Process monitoring of polysaccharide deketalization for vaccine bioconjugation development using in situ analytical methodology

Pneumococcal conjugate vaccines (PCVs) are formed by bioconjugation of a carrier protein to the purified capsular polysaccharide (Ps) from multiple serological strains of Streptococcus pneumoniae. The associated bioconjugation chemistry relies on initial selective modifications to the Ps backbone structure. Among these modifications, removal of a ketal functional group, termed deketalization, is one that is important for pharmaceutical PCV production. Herein, we report a process monitoring investigation into the deketalization of a polysaccharide relevant to PCV process development. We have applied process analytical technology (PAT) for in situ process monitoring to study the deketalization reaction in real time.
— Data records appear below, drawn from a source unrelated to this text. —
//! Origin selection: which trails feed the aggregators.
//!
//! A selector string is either a list of starting squares (`"e2"`,
//! `"a1,h1"`, `"b1 g1"`) or a piece query naming a color and a piece type
//! in either order (`"white knight"`, `"N w"`, `"black:pawn"`). Piece queries
//! expand to that piece's squares in the standard starting position.

use crate::error::QueryError;
use nom::{
    branch::alt,
    character::complete::{alpha1, char, multispace0, one_of, space0, space1},
    combinator::{all_consuming, map, map_opt, recognize, value},
    multi::separated_list1,
    sequence::{delimited, pair},
    IResult, Parser,
};
use shakmaty::{Bitboard, Board, Color, Piece, Role, Square};
use std::str::FromStr;
use tracing::warn;

/// A set of origin squares.
#[derive(Clone, Copy, Debug, Default, PartialEq, Eq)]
pub struct OriginFilter(Bitboard);

impl OriginFilter {
    pub fn from_squares<I: IntoIterator<Item = Square>>(squares: I) -> Self {
        OriginFilter(squares.into_iter().collect())
    }

    pub fn single(sq: Square) -> Self {
        OriginFilter(Bitboard::from_square(sq))
    }

    /// Where `piece` stands in the standard starting position.
    pub fn for_piece(piece: Piece) -> Self {
        OriginFilter(Board::new().by_piece(piece))
    }

    pub fn contains(&self, sq: Square) -> bool {
        self.0.contains(sq)
    }

    pub fn is_empty(&self) -> bool {
        self.0.is_empty()
    }

    pub fn len(&self) -> usize {
        self.0.count()
    }

    pub fn squares(&self) -> impl Iterator<Item = Square> {
        self.0.into_iter()
    }

    /// The piece that starts on the first selected origin, if any does.
    pub fn tracked_piece(&self) -> Option<Piece> {
        let board = Board::new();
        self.squares().find_map(|sq| board.piece_at(sq))
    }
}

impl FromStr for OriginFilter {
    type Err = QueryError;

    fn from_str(s: &str) -> Result<Self, Self::Err> {
        parse_selector(s)
    }
}

enum Query<'a> {
    Squares(Vec<Square>),
    Words(&'a str, &'a str),
}

fn square(input: &str) -> IResult<&str, Square> {
    map_opt(
        recognize(pair(one_of("abcdefghABCDEFGH"), one_of("12345678"))),
        |s: &str| Square::from_ascii(s.to_ascii_lowercase().as_bytes()).ok(),
    )
    .parse(input)
}

fn square_list(input: &str) -> IResult<&str, Vec<Square>> {
    let separator = alt((
        value((), delimited(space0, char(','), space0)),
        value((), space1),
    ));
    separated_list1(separator, square).parse(input)
}

fn word_pair(input: &str) -> IResult<&str, (&str, &str)> {
    let separator = alt((
        value((), delimited(space0, char(':'), space0)),
        value((), space1),
    ));
    map((alpha1, separator, alpha1), |(a, _, b)| (a, b)).parse(input)
}

fn query(input: &str) -> IResult<&str, Query<'_>> {
    all_consuming(delimited(
        multispace0,
        alt((
            map(square_list, Query::Squares),
            map(word_pair, |(a, b)| Query::Words(a, b)),
        )),
        multispace0,
    ))
    .parse(input)
}

fn color_word(word: &str) -> Option<Color> {
    match word.to_ascii_lowercase().as_str() {
        "white" | "w" => Some(Color::White),
        "black" | "b" => Some(Color::Black),
        _ => None,
    }
}

fn role_word(word: &str) -> Option<Role> {
    let lower = word.to_ascii_lowercase();
    match lower.as_str() {
        "king" => Some(Role::King),
        "queen" => Some(Role::Queen),
        "rook" => Some(Role::Rook),
        "bishop" => Some(Role::Bishop),
        "knight" => Some(Role::Knight),
        "pawn" => Some(Role::Pawn),
        _ => {
            let mut chars = lower.chars();
            match (chars.next(), chars.next()) {
                (Some(ch), None) => Role::from_char(ch),
                _ => None,
            }
        }
    }
}

/// Parse a selector string into an origin filter.
///
/// A piece query with a color but an unknown piece word selects nothing
/// rather than failing.
pub fn parse_selector(input: &str) -> Result<OriginFilter, QueryError> {
    let (_, parsed) = query(input).map_err(|_| QueryError::Syntax {
        input: input.to_string(),
    })?;

    match parsed {
        Query::Squares(squares) => Ok(OriginFilter::from_squares(squares)),
        Query::Words(first, second) => {
            let piece = match (color_word(first), role_word(second)) {
                (Some(color), Some(role)) => Some(role.of(color)),
                _ => match (role_word(first), color_word(second)) {
                    (Some(role), Some(color)) => Some(role.of(color)),
                    _ => None,
                },
            };
            if let Some(piece) = piece {
                return Ok(OriginFilter::for_piece(piece));
            }
            if color_word(first).is_some() || color_word(second).is_some() {
                warn!(selector = input, "unknown piece type, selecting no origins");
                Ok(OriginFilter::default())
            } else {
                Err(QueryError::Syntax {
                    input: input.to_string(),
                })
            }
        }
    }
}
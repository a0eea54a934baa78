//! Game loader: turns one PGN game into a [`GameRecord`].
//!
//! Only the mainline is kept; variations are skipped. A `FEN` tag sets the
//! starting position and `Variant "chess960"` switches castling rules.
//! Games rejected by the [`GameFilter`] are not errors, the loader simply
//! yields `None` for them.

use crate::error::{LoadError, QueryError};
use crate::record::GameRecord;
use pgn_reader::{KnownOutcome, Outcome, RawTag, Reader, SanPlus, Skip, Visitor};
use shakmaty::{fen::Fen, CastlingMode, Chess, Color, Move, Position};
use std::io::Cursor;
use std::ops::ControlFlow;
use std::str::FromStr;

/// Which game results to keep, seen from the filtered player's side.
#[derive(Clone, Copy, Debug, Default, PartialEq, Eq)]
pub enum ResultFilter {
    #[default]
    All,
    Win,
    Loss,
    Draw,
}

impl ResultFilter {
    fn accepts(self, side: Color, outcome: Option<KnownOutcome>) -> bool {
        match (self, outcome) {
            (ResultFilter::All, _) => true,
            (ResultFilter::Draw, Some(KnownOutcome::Draw)) => true,
            (ResultFilter::Win, Some(KnownOutcome::Decisive { winner })) => winner == side,
            (ResultFilter::Loss, Some(KnownOutcome::Decisive { winner })) => winner != side,
            _ => false,
        }
    }
}

impl FromStr for ResultFilter {
    type Err = QueryError;

    fn from_str(s: &str) -> Result<Self, Self::Err> {
        match s.trim().to_ascii_lowercase().as_str() {
            "" | "all" => Ok(ResultFilter::All),
            "win" => Ok(ResultFilter::Win),
            "loss" => Ok(ResultFilter::Loss),
            "draw" => Ok(ResultFilter::Draw),
            _ => Err(QueryError::ResultFilter(s.to_string())),
        }
    }
}

/// Tag-level game selection.
///
/// With a player, only that player's games are kept and wins/losses are
/// judged from their side. Without one, a win is `1-0` and a loss is `0-1`.
#[derive(Clone, Debug, Default, PartialEq, Eq)]
pub struct GameFilter {
    player: Option<String>,
    pub result: ResultFilter,
}

impl GameFilter {
    pub fn new(player: Option<&str>, result: ResultFilter) -> Self {
        let player = player
            .map(|p| p.trim().to_lowercase())
            .filter(|p| !p.is_empty());
        GameFilter { player, result }
    }

    pub fn player(&self) -> Option<&str> {
        self.player.as_deref()
    }

    /// The side results are judged from, or `None` if the game does not
    /// involve the filtered player.
    fn side(&self, tags: &GameTags) -> Option<Color> {
        let Some(player) = &self.player else {
            return Some(Color::White);
        };
        let is = |name: &Option<String>| {
            name.as_deref()
                .is_some_and(|n| n.trim().to_lowercase() == *player)
        };
        if is(&tags.white) {
            Some(Color::White)
        } else if is(&tags.black) {
            Some(Color::Black)
        } else {
            None
        }
    }
}

/// The tags the loader cares about.
#[derive(Default, Debug)]
pub struct GameTags {
    white: Option<String>,
    black: Option<String>,
    result: Option<String>,
    fen: Option<String>,
    variant: Option<String>,
}

impl GameTags {
    fn castling_mode(&self) -> CastlingMode {
        match &self.variant {
            Some(v) if v.eq_ignore_ascii_case("chess960") => CastlingMode::Chess960,
            _ => CastlingMode::Standard,
        }
    }

    fn outcome(&self) -> Option<KnownOutcome> {
        self.result.as_deref().and_then(known_outcome)
    }

    fn initial_position(&self) -> Result<Chess, LoadError> {
        let Some(fen) = &self.fen else {
            return Ok(Chess::default());
        };
        let fen: Fen = fen
            .parse()
            .map_err(|e| LoadError::InvalidFen(format!("{}: {}", fen, e)))?;
        fen.into_position(self.castling_mode())
            .map_err(|e| LoadError::InvalidFen(e.to_string()))
    }
}

fn known_outcome(result: &str) -> Option<KnownOutcome> {
    match result.trim() {
        "1-0" => Some(KnownOutcome::Decisive {
            winner: Color::White,
        }),
        "0-1" => Some(KnownOutcome::Decisive {
            winner: Color::Black,
        }),
        "1/2-1/2" => Some(KnownOutcome::Draw),
        _ => None,
    }
}

/// Mainline moves collected so far.
pub struct Moves {
    initial: Chess,
    pos: Chess,
    moves: Vec<Move>,
    side: Color,
    outcome: Option<KnownOutcome>,
}

/// PGN visitor that produces one game record.
pub struct GameLoader<'a> {
    filter: &'a GameFilter,
}

impl<'a> GameLoader<'a> {
    pub fn new(filter: &'a GameFilter) -> Self {
        GameLoader { filter }
    }
}

impl Visitor for GameLoader<'_> {
    type Tags = GameTags;
    type Movetext = Moves;
    type Output = Result<Option<GameRecord>, LoadError>;

    fn begin_tags(&mut self) -> ControlFlow<Self::Output, Self::Tags> {
        ControlFlow::Continue(GameTags::default())
    }

    fn tag(
        &mut self,
        tags: &mut Self::Tags,
        key: &[u8],
        value: RawTag<'_>,
    ) -> ControlFlow<Self::Output> {
        let slot = if key.eq_ignore_ascii_case(b"White") {
            &mut tags.white
        } else if key.eq_ignore_ascii_case(b"Black") {
            &mut tags.black
        } else if key.eq_ignore_ascii_case(b"Result") {
            &mut tags.result
        } else if key.eq_ignore_ascii_case(b"FEN") {
            &mut tags.fen
        } else if key.eq_ignore_ascii_case(b"Variant") {
            &mut tags.variant
        } else {
            return ControlFlow::Continue(());
        };
        *slot = Some(String::from_utf8_lossy(&value.decode()).into_owned());
        ControlFlow::Continue(())
    }

    fn begin_movetext(&mut self, tags: Self::Tags) -> ControlFlow<Self::Output, Self::Movetext> {
        let Some(side) = self.filter.side(&tags) else {
            return ControlFlow::Break(Ok(None));
        };
        let outcome = tags.outcome();
        if outcome.is_some() && !self.filter.result.accepts(side, outcome) {
            return ControlFlow::Break(Ok(None));
        }

        let initial = match tags.initial_position() {
            Ok(pos) => pos,
            Err(err) => return ControlFlow::Break(Err(err)),
        };

        ControlFlow::Continue(Moves {
            pos: initial.clone(),
            initial,
            moves: Vec::with_capacity(80),
            side,
            outcome,
        })
    }

    fn san(
        &mut self,
        movetext: &mut Self::Movetext,
        san_plus: SanPlus,
    ) -> ControlFlow<Self::Output> {
        match san_plus.san.to_move(&movetext.pos) {
            Ok(m) => {
                movetext.pos.play_unchecked(m);
                movetext.moves.push(m);
                ControlFlow::Continue(())
            }
            Err(_) => ControlFlow::Break(Err(LoadError::IllegalSan {
                ply: movetext.moves.len() + 1,
                san: san_plus.to_string(),
            })),
        }
    }

    fn begin_variation(
        &mut self,
        _movetext: &mut Self::Movetext,
    ) -> ControlFlow<Self::Output, Skip> {
        ControlFlow::Continue(Skip(true)) // Skip variations, stay in mainline
    }

    fn outcome(
        &mut self,
        movetext: &mut Self::Movetext,
        outcome: Outcome,
    ) -> ControlFlow<Self::Output> {
        // The Result tag wins over the movetext marker
        if movetext.outcome.is_none() {
            if let Outcome::Known(known) = outcome {
                movetext.outcome = Some(known);
            }
        }
        ControlFlow::Continue(())
    }

    fn end_game(&mut self, movetext: Self::Movetext) -> Self::Output {
        if !self.filter.result.accepts(movetext.side, movetext.outcome) {
            return Ok(None);
        }
        Ok(Some(GameRecord::new(movetext.initial, movetext.moves)))
    }
}

/// Load the first game of `pgn`.
///
/// `Ok(None)` means the game was rejected by `filter`.
pub fn load_game(pgn: &str, filter: &GameFilter) -> Result<Option<GameRecord>, LoadError> {
    let mut reader = Reader::new(Cursor::new(pgn));
    let mut loader = GameLoader::new(filter);

    match reader.read_game(&mut loader)? {
        Some(output) => output,
        None => Err(LoadError::NoGame),
    }
}
//! Two-tier summary resolution: remote first, page excerpt on failure.

use tracing::debug;

use crate::extract::{LocalExtractor, SentenceSplitter, TerminatorSplitter};
use crate::fetch::{FetchError, LookupConfig, RemoteLookup, RemoteSummaryClient};
use crate::page::PageText;
use crate::types::{Summary, Term};

pub struct SummaryResolver<R, S = TerminatorSplitter> {
    remote: R,
    local: LocalExtractor<S>,
}

impl SummaryResolver<RemoteSummaryClient, TerminatorSplitter> {
    /// Resolver over the real service with the default splitter.
    pub fn from_config(config: LookupConfig) -> Result<Self, FetchError> {
        Ok(SummaryResolver {
            remote: RemoteSummaryClient::new(config)?,
            local: LocalExtractor::default(),
        })
    }
}

impl<R, S> SummaryResolver<R, S>
where
    R: RemoteLookup,
    S: SentenceSplitter,
{
    pub fn new(remote: R, local: LocalExtractor<S>) -> Self {
        SummaryResolver { remote, local }
    }

    /// Resolve a summary for `term` against the given page snapshot.
    ///
    /// Remote knowledge wins when reachable; any fetch failure degrades to
    /// the on-page excerpt, which always produces a result (including the
    /// not-found sentinel), so resolution itself cannot fail. A remote
    /// response with no extract is a successful lookup and does not fall
    /// back.
    pub async fn resolve(&self, page: &PageText, term: &Term) -> Summary {
        match self.remote.lookup(term).await {
            Ok(summary) => summary,
            Err(err) => {
                debug!(term = term.as_str(), error = %err, "remote lookup failed; using page excerpt");
                self.local.extract(page, term)
            }
        }
    }
}
use std::sync::atomic::{AtomicUsize, Ordering};
use std::sync::Arc;
use std::time::Duration;

use parking_lot::Mutex;

use hypercontext_core::tooltip::{
    Position, Tooltip, TooltipConfig, TooltipController, TooltipStatus, TooltipSurface,
    POINTER_OFFSET,
};
use hypercontext_core::types::{Summary, Term};

#[derive(Default)]
struct RecordingSurface {
    mounts: AtomicUsize,
    unmounts: AtomicUsize,
    last_mounted: Mutex<Option<Tooltip>>,
    repositions: Mutex<Vec<Position>>,
}

impl TooltipSurface for RecordingSurface {
    fn mount(&self, tooltip: &Tooltip) {
        self.mounts.fetch_add(1, Ordering::SeqCst);
        *self.last_mounted.lock() = Some(tooltip.clone());
    }

    fn reposition(&self, position: Position) {
        self.repositions.lock().push(position);
    }

    fn unmount(&self) {
        self.unmounts.fetch_add(1, Ordering::SeqCst);
    }
}

fn controller(surface: &Arc<RecordingSurface>) -> TooltipController {
    TooltipController::new(surface.clone(), TooltipConfig::default())
}

fn term(s: &str) -> Term {
    Term::parse(s).unwrap()
}

fn summary(s: &str) -> Summary {
    Summary::remote(s)
}

#[tokio::test]
async fn show_mounts_one_tooltip_at_the_anchor_offset() {
    let surface = Arc::new(RecordingSurface::default());
    let tooltips = controller(&surface);

    tooltips.show(term("dog"), summary("A dog."), Position::new(10.0, 20.0));

    assert_eq!(tooltips.status(), TooltipStatus::Visible);
    assert_eq!(surface.mounts.load(Ordering::SeqCst), 1);

    let shown = tooltips.snapshot().unwrap();
    assert_eq!(shown.term.as_str(), "dog");
    assert_eq!(shown.position.x, 10.0 + POINTER_OFFSET);
    assert_eq!(shown.position.y, 20.0 + POINTER_OFFSET);
}

#[tokio::test]
async fn second_show_replaces_the_first_synchronously() {
    let surface = Arc::new(RecordingSurface::default());
    let tooltips = controller(&surface);

    tooltips.show(term("first"), summary("First."), Position::new(0.0, 0.0));
    tooltips.show(term("second"), summary("Second."), Position::new(0.0, 0.0));

    // Exactly one tooltip present: two mounted, one torn down
    assert_eq!(surface.mounts.load(Ordering::SeqCst), 2);
    assert_eq!(surface.unmounts.load(Ordering::SeqCst), 1);
    assert_eq!(tooltips.status(), TooltipStatus::Visible);
    assert_eq!(tooltips.snapshot().unwrap().term.as_str(), "second");
    assert_eq!(
        surface.last_mounted.lock().as_ref().unwrap().summary.text(),
        "Second."
    );
}

#[tokio::test]
async fn dismiss_removes_and_redundant_dismiss_is_a_no_op() {
    let surface = Arc::new(RecordingSurface::default());
    let tooltips = controller(&surface);

    tooltips.show(term("dog"), summary("A dog."), Position::new(0.0, 0.0));
    tooltips.dismiss();

    assert_eq!(tooltips.status(), TooltipStatus::Absent);
    assert_eq!(surface.unmounts.load(Ordering::SeqCst), 1);

    tooltips.dismiss();
    tooltips.dismiss();
    assert_eq!(surface.unmounts.load(Ordering::SeqCst), 1);
}

#[tokio::test(start_paused = true)]
async fn tooltip_expires_after_its_ttl() {
    let surface = Arc::new(RecordingSurface::default());
    let tooltips = controller(&surface);

    tooltips.show(term("dog"), summary("A dog."), Position::new(0.0, 0.0));

    tokio::time::sleep(Duration::from_millis(4_900)).await;
    assert_eq!(tooltips.status(), TooltipStatus::Visible);

    tokio::time::sleep(Duration::from_millis(200)).await;
    assert_eq!(tooltips.status(), TooltipStatus::Absent);
    assert_eq!(surface.unmounts.load(Ordering::SeqCst), 1);
}

#[tokio::test(start_paused = true)]
async fn superseding_show_restarts_the_clock() {
    let surface = Arc::new(RecordingSurface::default());
    let tooltips = controller(&surface);

    tooltips.show(term("first"), summary("First."), Position::new(0.0, 0.0));
    tokio::time::sleep(Duration::from_millis(4_900)).await;

    tooltips.show(term("second"), summary("Second."), Position::new(0.0, 0.0));

    // Past the first tooltip's original deadline: the second must survive
    tokio::time::sleep(Duration::from_millis(300)).await;
    assert_eq!(tooltips.status(), TooltipStatus::Visible);
    assert_eq!(tooltips.snapshot().unwrap().term.as_str(), "second");

    // And still expire on its own schedule
    tokio::time::sleep(Duration::from_millis(4_900)).await;
    assert_eq!(tooltips.status(), TooltipStatus::Absent);
}

#[tokio::test]
async fn pointer_tracking_moves_a_visible_tooltip() {
    let surface = Arc::new(RecordingSurface::default());
    let tooltips = controller(&surface);

    tooltips.show(term("dog"), summary("A dog."), Position::new(10.0, 20.0));
    tooltips.track_pointer(Position::new(100.0, 200.0));

    let shown = tooltips.snapshot().unwrap();
    assert_eq!(shown.position.x, 100.0 + POINTER_OFFSET);
    assert_eq!(shown.position.y, 200.0 + POINTER_OFFSET);
    assert_eq!(surface.repositions.lock().len(), 1);
}

#[tokio::test]
async fn pointer_tracking_is_a_no_op_while_absent() {
    let surface = Arc::new(RecordingSurface::default());
    let tooltips = controller(&surface);

    tooltips.track_pointer(Position::new(100.0, 200.0));

    assert_eq!(tooltips.status(), TooltipStatus::Absent);
    assert!(surface.repositions.lock().is_empty());
}
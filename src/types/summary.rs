use serde::{Deserialize, Serialize};

use crate::types::term::Term;

/// Character budget for summary text before truncation.
pub const SUMMARY_CHAR_LIMIT: usize = 250;

/// Marker appended when summary text is cut at the character budget.
const TRUNCATION_MARKER: &str = "...";

/// Where a summary came from.
#[derive(Debug, Clone, Copy, PartialEq, Eq, Serialize, Deserialize)]
#[serde(rename_all = "snake_case")]
pub enum SummaryOrigin {
    Remote,
    PageExcerpt,
    NotFoundOnPage,
}

/// A displayable summary, bounded to the character budget.
///
/// Constructed only through the origin-specific constructors, which enforce
/// the bound for remote and excerpt text. The not-found sentinel embeds the
/// term verbatim and is stored as-is.
#[derive(Debug, Clone, PartialEq, Eq, Serialize, Deserialize)]
pub struct Summary {
    text: String,
    origin: SummaryOrigin,
}

impl Summary {
    /// Summary text obtained from the remote service.
    pub fn remote(text: impl Into<String>) -> Self {
        Summary {
            text: bounded(text.into()),
            origin: SummaryOrigin::Remote,
        }
    }

    /// Excerpt extracted from the page's own text.
    pub fn page_excerpt(text: impl Into<String>) -> Self {
        Summary {
            text: bounded(text.into()),
            origin: SummaryOrigin::PageExcerpt,
        }
    }

    /// Sentinel shown when the term appears nowhere on the page.
    pub fn not_found_on_page(term: &Term) -> Self {
        Summary {
            text: format!("Local context for \"{term}\": Not found on page."),
            origin: SummaryOrigin::NotFoundOnPage,
        }
    }

    pub fn text(&self) -> &str {
        &self.text
    }

    pub fn origin(&self) -> SummaryOrigin {
        self.origin
    }
}

/// Cut to the first [`SUMMARY_CHAR_LIMIT`] characters plus a marker.
fn bounded(text: String) -> String {
    if text.chars().count() > SUMMARY_CHAR_LIMIT {
        let mut cut: String = text.chars().take(SUMMARY_CHAR_LIMIT).collect();
        cut.push_str(TRUNCATION_MARKER);
        cut
    } else {
        text
    }
}
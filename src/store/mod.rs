pub mod context_map;

pub use context_map::{ContextMap, ContextMapEntry, ContextMapStore, StoreError, CONTEXT_MAP_KEY};
pub mod excerpt;
pub mod splitter;

pub use excerpt::{LocalExtractor, EXCERPT_RADIUS};
pub use splitter::{SentenceSplitter, TerminatorSplitter};
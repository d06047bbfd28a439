use serde::{Deserialize, Serialize};
use std::fmt;
use thiserror::Error;

/// Minimum selection length, in characters, after trimming.
pub const MIN_TERM_CHARS: usize = 3;

/// A validated user selection: trimmed, and long enough to look up.
#[derive(Debug, Clone, PartialEq, Eq, PartialOrd, Ord, Hash, Serialize, Deserialize)]
#[serde(transparent)]
pub struct Term(String);

#[derive(Debug, Error)]
pub enum SelectionError {
    #[error("selection is empty after trimming")]
    Empty,
    #[error("selection is shorter than {MIN_TERM_CHARS} characters")]
    TooShort,
}

impl Term {
    /// Parse a raw selection into a Term.
    ///
    /// This is the ONLY way to construct a Term. Surrounding whitespace is
    /// trimmed; empty and sub-minimum selections are rejected so incidental
    /// clicks never reach the lookup pipeline.
    pub fn parse(raw: &str) -> Result<Self, SelectionError> {
        let trimmed = raw.trim();
        if trimmed.is_empty() {
            return Err(SelectionError::Empty);
        }
        if trimmed.chars().count() < MIN_TERM_CHARS {
            return Err(SelectionError::TooShort);
        }
        Ok(Term(trimmed.to_string()))
    }

    pub fn as_str(&self) -> &str {
        &self.0
    }
}

impl fmt::Display for Term {
    fn fmt(&self, f: &mut fmt::Formatter<'_>) -> fmt::Result {
        f.write_str(&self.0)
    }
}
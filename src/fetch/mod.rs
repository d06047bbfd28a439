pub mod client;

pub use client::{FetchError, LookupConfig, RemoteLookup, RemoteSummaryClient};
We find that in situ FTIR spectroscopy elucidates multiple classes of reaction kinetics, one of which correlates strongly with the deketalization reaction of interest. This PAT approach to real time reaction monitoring offers the possibility of improved process monitoring in the pharmaceutical production of PCVs. To our knowledge, this report represents the first PAT investigation into Ps deketalization. Our findings suggest that broader application of PAT to the chemical modifications associated with PCV bioconjugation, as well as other pharmaceutically relevant bioconjugation processes, carries the power to enhance process understanding, control, and efficiency through real time process monitoring.